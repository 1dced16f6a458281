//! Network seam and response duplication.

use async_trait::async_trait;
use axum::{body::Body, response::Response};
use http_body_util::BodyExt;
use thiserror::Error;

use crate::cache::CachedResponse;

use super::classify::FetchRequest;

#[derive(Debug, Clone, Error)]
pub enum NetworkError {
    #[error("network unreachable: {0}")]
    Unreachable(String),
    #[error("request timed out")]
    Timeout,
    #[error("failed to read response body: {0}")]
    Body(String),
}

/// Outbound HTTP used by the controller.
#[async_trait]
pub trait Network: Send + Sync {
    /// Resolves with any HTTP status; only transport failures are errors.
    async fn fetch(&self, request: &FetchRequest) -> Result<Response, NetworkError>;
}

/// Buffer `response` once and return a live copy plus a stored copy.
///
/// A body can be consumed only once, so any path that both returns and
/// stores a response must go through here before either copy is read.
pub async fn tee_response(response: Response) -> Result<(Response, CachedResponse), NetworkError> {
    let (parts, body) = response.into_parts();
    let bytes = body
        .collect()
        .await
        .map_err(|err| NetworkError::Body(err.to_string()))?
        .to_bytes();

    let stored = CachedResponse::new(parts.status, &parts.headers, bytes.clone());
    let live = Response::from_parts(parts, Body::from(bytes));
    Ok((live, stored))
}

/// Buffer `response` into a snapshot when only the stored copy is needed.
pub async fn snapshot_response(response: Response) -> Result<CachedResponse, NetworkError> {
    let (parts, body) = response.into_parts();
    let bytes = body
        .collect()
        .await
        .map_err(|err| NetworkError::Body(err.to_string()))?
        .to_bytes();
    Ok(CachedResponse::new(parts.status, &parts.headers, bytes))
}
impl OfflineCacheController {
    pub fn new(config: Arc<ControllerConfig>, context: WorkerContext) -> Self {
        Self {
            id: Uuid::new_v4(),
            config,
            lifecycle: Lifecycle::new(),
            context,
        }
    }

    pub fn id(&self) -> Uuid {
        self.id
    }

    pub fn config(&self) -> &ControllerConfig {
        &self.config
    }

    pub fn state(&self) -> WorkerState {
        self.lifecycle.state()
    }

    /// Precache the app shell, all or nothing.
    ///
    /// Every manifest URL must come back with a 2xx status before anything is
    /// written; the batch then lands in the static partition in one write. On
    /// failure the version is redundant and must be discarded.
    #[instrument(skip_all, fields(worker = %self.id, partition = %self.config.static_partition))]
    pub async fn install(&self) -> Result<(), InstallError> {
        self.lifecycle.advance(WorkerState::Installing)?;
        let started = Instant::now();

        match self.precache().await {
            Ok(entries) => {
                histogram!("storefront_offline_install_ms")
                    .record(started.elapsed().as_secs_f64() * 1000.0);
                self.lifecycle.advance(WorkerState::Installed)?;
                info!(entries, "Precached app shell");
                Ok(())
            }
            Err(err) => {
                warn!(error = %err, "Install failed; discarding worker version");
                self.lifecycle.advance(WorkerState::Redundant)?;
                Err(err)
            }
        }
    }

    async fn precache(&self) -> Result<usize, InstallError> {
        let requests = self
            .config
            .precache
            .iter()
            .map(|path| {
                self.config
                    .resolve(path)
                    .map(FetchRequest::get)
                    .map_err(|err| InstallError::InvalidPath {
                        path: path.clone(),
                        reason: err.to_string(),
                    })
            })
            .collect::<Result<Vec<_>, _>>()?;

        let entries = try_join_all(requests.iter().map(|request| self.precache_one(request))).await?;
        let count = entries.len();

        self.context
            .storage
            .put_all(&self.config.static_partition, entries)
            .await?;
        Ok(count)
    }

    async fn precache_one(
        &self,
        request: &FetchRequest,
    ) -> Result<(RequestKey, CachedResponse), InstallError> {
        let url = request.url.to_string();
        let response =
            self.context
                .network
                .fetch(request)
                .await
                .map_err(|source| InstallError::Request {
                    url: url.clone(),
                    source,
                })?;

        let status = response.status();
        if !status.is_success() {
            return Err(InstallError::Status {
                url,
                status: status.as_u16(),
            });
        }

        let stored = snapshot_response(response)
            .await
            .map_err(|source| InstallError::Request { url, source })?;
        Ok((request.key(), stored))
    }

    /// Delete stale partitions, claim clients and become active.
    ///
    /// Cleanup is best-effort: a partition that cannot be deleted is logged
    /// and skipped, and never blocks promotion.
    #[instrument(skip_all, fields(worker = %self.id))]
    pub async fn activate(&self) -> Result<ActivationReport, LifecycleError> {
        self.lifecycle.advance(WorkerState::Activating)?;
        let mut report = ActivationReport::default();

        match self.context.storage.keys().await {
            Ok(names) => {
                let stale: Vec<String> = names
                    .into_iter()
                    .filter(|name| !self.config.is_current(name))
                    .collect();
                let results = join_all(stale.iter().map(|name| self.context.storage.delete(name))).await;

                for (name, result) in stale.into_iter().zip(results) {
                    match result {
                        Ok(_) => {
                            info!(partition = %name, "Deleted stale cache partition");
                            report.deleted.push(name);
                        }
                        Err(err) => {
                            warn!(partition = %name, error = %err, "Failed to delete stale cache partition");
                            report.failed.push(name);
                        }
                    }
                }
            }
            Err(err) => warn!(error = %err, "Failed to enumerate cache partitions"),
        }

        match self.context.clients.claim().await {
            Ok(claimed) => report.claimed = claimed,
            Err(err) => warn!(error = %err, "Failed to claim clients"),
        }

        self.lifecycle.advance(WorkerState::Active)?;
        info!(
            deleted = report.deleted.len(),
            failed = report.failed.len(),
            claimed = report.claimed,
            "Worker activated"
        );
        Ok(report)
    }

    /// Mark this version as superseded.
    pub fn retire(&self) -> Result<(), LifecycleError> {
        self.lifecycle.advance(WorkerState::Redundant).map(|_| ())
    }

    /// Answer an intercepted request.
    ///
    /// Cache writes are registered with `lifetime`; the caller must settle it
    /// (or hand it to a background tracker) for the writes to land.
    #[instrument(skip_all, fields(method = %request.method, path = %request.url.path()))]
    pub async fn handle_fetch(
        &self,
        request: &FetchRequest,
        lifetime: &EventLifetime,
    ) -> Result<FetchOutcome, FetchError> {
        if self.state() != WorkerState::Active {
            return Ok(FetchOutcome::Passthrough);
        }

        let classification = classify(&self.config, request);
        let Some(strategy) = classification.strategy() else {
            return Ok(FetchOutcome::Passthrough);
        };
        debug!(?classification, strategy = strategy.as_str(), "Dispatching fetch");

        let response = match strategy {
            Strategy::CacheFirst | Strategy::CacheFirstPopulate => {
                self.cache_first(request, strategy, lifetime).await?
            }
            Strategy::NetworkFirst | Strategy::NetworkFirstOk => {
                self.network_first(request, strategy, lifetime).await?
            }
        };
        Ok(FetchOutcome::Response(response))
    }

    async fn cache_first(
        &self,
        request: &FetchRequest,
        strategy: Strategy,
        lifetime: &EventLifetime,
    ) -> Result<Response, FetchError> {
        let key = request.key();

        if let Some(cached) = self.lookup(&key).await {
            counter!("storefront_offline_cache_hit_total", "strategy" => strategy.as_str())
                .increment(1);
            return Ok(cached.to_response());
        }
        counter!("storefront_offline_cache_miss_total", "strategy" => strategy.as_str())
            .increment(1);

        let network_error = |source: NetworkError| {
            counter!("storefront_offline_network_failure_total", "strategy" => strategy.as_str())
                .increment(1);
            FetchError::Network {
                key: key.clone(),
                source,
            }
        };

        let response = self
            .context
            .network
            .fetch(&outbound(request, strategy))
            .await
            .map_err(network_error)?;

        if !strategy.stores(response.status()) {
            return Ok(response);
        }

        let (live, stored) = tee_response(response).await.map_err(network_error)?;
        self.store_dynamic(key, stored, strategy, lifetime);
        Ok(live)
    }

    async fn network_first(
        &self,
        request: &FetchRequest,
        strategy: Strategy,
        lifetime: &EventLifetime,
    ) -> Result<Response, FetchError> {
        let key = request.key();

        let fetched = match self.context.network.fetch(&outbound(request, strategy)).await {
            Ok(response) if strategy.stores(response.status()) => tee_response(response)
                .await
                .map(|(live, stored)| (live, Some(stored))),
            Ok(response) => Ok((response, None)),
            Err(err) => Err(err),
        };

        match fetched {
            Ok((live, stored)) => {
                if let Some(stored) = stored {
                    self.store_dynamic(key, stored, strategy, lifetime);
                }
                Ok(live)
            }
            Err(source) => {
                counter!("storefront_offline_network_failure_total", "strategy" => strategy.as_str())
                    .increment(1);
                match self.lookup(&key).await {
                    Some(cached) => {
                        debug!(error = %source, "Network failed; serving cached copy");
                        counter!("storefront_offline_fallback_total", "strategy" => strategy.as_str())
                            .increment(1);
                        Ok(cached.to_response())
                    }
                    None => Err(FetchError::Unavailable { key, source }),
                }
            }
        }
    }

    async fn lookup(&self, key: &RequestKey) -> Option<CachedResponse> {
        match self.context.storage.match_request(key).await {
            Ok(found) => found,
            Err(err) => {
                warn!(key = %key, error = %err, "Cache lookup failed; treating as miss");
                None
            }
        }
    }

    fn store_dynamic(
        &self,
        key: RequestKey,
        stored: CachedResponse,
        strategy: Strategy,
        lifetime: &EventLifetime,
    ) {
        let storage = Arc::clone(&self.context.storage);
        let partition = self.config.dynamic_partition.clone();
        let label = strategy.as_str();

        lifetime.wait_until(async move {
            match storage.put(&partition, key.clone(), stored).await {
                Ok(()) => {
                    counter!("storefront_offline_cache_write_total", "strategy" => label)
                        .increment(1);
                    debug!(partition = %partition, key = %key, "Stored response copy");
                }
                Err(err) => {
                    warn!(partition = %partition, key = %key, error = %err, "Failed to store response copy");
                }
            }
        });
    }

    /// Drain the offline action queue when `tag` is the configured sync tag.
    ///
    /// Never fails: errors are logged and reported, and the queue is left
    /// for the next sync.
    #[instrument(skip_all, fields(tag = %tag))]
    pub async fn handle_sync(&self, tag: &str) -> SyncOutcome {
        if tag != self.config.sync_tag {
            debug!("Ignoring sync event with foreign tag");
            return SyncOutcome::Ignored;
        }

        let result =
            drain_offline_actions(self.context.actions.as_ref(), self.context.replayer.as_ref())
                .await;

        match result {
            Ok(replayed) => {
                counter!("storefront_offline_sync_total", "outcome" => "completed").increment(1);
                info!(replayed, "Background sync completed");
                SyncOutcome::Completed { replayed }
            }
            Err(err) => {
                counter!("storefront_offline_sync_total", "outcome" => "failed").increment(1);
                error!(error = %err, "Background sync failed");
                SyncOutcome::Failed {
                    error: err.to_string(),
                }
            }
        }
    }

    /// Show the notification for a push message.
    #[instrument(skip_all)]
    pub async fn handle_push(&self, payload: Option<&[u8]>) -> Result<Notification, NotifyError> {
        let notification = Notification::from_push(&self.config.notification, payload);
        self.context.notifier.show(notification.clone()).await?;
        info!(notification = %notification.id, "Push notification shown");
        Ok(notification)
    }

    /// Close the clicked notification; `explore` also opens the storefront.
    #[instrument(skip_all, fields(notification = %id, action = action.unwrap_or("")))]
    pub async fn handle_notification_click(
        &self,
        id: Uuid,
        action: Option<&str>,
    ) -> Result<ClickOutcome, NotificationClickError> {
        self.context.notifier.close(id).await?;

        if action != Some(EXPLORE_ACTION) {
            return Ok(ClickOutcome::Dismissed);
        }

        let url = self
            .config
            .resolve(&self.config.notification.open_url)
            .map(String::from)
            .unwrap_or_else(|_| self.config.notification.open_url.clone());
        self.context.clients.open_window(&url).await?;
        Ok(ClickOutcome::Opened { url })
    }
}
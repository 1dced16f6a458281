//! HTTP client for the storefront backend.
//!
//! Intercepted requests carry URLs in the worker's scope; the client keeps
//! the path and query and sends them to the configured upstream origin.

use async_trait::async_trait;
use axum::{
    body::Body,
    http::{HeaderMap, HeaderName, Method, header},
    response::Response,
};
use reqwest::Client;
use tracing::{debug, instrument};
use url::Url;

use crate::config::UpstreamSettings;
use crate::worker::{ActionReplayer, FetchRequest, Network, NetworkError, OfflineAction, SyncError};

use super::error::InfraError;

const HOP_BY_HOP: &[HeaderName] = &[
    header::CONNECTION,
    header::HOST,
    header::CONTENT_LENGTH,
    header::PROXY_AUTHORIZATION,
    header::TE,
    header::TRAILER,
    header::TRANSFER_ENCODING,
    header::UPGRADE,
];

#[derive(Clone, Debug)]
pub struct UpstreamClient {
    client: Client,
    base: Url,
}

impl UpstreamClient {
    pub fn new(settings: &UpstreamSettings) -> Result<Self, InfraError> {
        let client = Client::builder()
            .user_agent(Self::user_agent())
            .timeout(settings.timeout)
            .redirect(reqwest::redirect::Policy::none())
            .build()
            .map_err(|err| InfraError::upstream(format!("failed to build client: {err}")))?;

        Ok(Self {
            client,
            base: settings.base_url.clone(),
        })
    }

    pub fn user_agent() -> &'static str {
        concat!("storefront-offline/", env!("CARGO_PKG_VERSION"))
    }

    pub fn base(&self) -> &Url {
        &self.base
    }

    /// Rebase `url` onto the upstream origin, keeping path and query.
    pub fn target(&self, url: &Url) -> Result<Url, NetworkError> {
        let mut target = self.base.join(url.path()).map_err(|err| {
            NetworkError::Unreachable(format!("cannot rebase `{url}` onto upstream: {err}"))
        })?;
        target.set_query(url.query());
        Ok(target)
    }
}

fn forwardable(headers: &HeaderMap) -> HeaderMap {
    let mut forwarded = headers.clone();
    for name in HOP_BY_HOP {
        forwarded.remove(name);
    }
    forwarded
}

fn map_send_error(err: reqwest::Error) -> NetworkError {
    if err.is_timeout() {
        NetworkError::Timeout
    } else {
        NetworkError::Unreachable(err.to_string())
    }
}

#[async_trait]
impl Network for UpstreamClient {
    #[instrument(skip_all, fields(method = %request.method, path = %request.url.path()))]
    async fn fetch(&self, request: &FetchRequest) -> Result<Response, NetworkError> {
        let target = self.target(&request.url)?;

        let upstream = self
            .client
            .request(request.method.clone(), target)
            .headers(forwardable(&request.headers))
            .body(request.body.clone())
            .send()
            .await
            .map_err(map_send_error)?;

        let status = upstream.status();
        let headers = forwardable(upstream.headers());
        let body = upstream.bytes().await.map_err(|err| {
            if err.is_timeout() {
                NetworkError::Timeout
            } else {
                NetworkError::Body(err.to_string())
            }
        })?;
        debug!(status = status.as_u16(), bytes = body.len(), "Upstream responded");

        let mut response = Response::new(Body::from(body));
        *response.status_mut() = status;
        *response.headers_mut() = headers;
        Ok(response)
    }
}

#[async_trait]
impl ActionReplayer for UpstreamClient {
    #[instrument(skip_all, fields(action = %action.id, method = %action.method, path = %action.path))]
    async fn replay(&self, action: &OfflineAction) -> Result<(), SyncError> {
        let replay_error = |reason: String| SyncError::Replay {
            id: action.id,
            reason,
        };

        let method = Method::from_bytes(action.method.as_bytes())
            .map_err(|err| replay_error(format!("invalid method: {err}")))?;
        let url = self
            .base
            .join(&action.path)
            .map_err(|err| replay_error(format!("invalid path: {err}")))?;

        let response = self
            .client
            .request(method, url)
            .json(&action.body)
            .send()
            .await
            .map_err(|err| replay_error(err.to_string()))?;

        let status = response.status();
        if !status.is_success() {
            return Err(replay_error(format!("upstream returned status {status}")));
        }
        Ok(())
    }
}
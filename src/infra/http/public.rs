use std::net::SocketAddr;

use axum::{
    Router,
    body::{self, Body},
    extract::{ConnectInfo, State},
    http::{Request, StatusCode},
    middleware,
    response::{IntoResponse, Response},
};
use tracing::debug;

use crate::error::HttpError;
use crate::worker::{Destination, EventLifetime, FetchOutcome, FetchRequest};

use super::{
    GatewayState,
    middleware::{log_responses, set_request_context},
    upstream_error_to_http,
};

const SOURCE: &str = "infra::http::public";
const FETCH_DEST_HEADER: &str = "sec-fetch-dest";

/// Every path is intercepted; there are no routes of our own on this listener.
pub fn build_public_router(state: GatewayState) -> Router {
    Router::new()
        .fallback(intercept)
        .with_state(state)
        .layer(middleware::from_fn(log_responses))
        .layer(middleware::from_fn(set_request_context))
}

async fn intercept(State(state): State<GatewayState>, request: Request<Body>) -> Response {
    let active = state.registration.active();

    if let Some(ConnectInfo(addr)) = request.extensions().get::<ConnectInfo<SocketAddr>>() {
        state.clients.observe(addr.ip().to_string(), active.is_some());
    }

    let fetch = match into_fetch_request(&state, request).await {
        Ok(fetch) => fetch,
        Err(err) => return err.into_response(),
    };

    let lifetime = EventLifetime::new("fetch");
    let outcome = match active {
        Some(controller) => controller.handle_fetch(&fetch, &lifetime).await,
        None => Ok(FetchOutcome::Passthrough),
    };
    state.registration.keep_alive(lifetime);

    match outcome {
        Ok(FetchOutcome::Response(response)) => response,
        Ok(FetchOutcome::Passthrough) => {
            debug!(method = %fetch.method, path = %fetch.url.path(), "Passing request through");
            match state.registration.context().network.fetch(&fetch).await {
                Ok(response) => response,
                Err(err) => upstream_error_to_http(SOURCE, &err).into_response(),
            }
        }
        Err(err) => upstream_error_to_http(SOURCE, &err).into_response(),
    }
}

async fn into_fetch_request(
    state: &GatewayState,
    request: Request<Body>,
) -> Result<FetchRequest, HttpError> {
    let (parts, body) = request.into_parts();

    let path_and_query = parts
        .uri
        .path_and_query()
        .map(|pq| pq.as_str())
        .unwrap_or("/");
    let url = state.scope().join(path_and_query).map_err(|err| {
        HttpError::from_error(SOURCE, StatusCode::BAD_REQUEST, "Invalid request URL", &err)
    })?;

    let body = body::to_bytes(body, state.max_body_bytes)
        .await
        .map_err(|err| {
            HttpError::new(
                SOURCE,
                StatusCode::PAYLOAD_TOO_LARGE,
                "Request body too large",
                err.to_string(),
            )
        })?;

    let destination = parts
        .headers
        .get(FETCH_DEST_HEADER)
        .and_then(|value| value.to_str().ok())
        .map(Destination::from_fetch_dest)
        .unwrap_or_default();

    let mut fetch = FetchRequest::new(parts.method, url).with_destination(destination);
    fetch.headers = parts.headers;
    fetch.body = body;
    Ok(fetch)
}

**About this task:** Go through the listing above and return each line that includes the word "SyncOutcome".

**Answer space:**
    pub async fn handle_sync(&self, tag: &str) -> SyncOutcome {
            return SyncOutcome::Ignored;
                SyncOutcome::Completed { replayed }
                SyncOutcome::Failed {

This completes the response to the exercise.